- Theatrical Poster
- Directed by: Kiran Yadnyopavit
- Written by: Saurabh Bhave Shailesh Dupare Kiran Yagnopavit
- Produced by: Ekta Kapoor Shobha Kapoor Neeraj Pandey Shital Bhatia Co Producer Nitin Chandrachud
- Starring: Sachin Khedekar Vinay Apte Ashwini Giri Ashmita Joglekar
- Cinematography: Sudhir Palsane
- Edited by: Shree Narayan Singh
- Music by: Nandu Ghanekar
- Production companies: ALT Entertainment Balaji Motion Pictures Friday Filmworks
- Release date: 14 April 2011;
- Country: India
- Language: Marathi

= Taryanche Bait =

Taryanche Bait (ताऱ्यांचे बेट, Island of Stars) is a 2011 Marathi film directed by Kiran Yadnyopavit starring Sachin Khedekar, Vinay Apte, Ashwini Giri and Ashmita Joglekar in lead roles.

==Cast==
- Vinay Apte
- Ashwini Giri
- Ashmita Joglekar as Meera
- Kishore Kadam
- Sachin Khedekar
- Shashank Shende as Mahadaa
- Ishaan Tambe as Omkar
- Bhushan Mehare as Vithal

==Reception==
Taryanche Bait received positive reviews from critics.
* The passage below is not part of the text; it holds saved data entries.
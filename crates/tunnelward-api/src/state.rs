// ── Persisted reconciliation state ──
//
// Records which profile name is currently managed for each tunnel class so
// a restarted process can resume reconciliation without re-deriving it.

use std::collections::BTreeMap;
use std::fs;
use std::io::ErrorKind;
use std::path::PathBuf;

use chrono::{DateTime, Utc};
use parking_lot::Mutex;
use serde::{Deserialize, Serialize};

use crate::error::Error;

pub trait StateStore: Send + Sync {
    fn load_managed(&self, class: &str) -> Result<Option<String>, Error>;

    fn save_managed(&self, class: &str, name: &str) -> Result<(), Error>;

    fn clear_managed(&self, class: &str) -> Result<(), Error>;
}

#[derive(Debug, Clone, Serialize, Deserialize)]
struct ManagedRecord {
    name: String,
    updated_at: DateTime<Utc>,
}

/// JSON-file state store.
pub struct FileStateStore {
    path: PathBuf,
    lock: Mutex<()>,
}

impl FileStateStore {
    pub fn new(path: impl Into<PathBuf>) -> Self {
        Self {
            path: path.into(),
            lock: Mutex::new(()),
        }
    }

    fn read(&self) -> Result<BTreeMap<String, ManagedRecord>, Error> {
        match fs::read_to_string(&self.path) {
            Ok(text) if text.trim().is_empty() => Ok(BTreeMap::new()),
            Ok(text) => Ok(serde_json::from_str(&text)?),
            Err(e) if e.kind() == ErrorKind::NotFound => Ok(BTreeMap::new()),
            Err(e) => Err(e.into()),
        }
    }

    fn write(&self, records: &BTreeMap<String, ManagedRecord>) -> Result<(), Error> {
        if let Some(parent) = self.path.parent() {
            fs::create_dir_all(parent)?;
        }
        fs::write(&self.path, serde_json::to_string_pretty(records)?)?;
        Ok(())
    }
}

impl StateStore for FileStateStore {
    fn load_managed(&self, class: &str) -> Result<Option<String>, Error> {
        let _guard = self.lock.lock();
        Ok(self.read()?.remove(class).map(|r| r.name))
    }

    fn save_managed(&self, class: &str, name: &str) -> Result<(), Error> {
        let _guard = self.lock.lock();
        let mut records = self.read()?;
        records.insert(
            class.to_owned(),
            ManagedRecord {
                name: name.to_owned(),
                updated_at: Utc::now(),
            },
        );
        self.write(&records)
    }

    fn clear_managed(&self, class: &str) -> Result<(), Error> {
        let _guard = self.lock.lock();
        let mut records = self.read()?;
        if records.remove(class).is_some() {
            self.write(&records)?;
        }
        Ok(())
    }
}

#[cfg(test)]
#[allow(clippy::unwrap_used)]
mod tests {
    use super::*;

    #[test]
    fn save_load_clear() {
        let dir = tempfile::tempdir().unwrap();
        let store = FileStateStore::new(dir.path().join("state").join("managed.json"));

        assert_eq!(store.load_managed("user").unwrap(), None);
        store.save_managed("user", "Corp VPN").unwrap();
        store.save_managed("machine", "Corp Device").unwrap();
        assert_eq!(store.load_managed("user").unwrap().as_deref(), Some("Corp VPN"));

        store.clear_managed("user").unwrap();
        assert_eq!(store.load_managed("user").unwrap(), None);
        assert_eq!(
            store.load_managed("machine").unwrap().as_deref(),
            Some("Corp Device")
        );
    }
}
Marathimovieworld gave the film a positive review saying, "'Taryanche Bait' - reminds about values, Thanks to Kiran Yadnyopavit, Neeraj Pande and Ekta Kapoor for such a wonderful offering" and praise acting talent of Sachin Khedkar as a father in the film.

The Indian Express gave the film a 3 star rating out of 5 praising Ektaa's effort in Marathi film industry saying, "Ekta Kapoor of Motion Pictures forays into Marathi cinema and we hope she continues to make many more such films."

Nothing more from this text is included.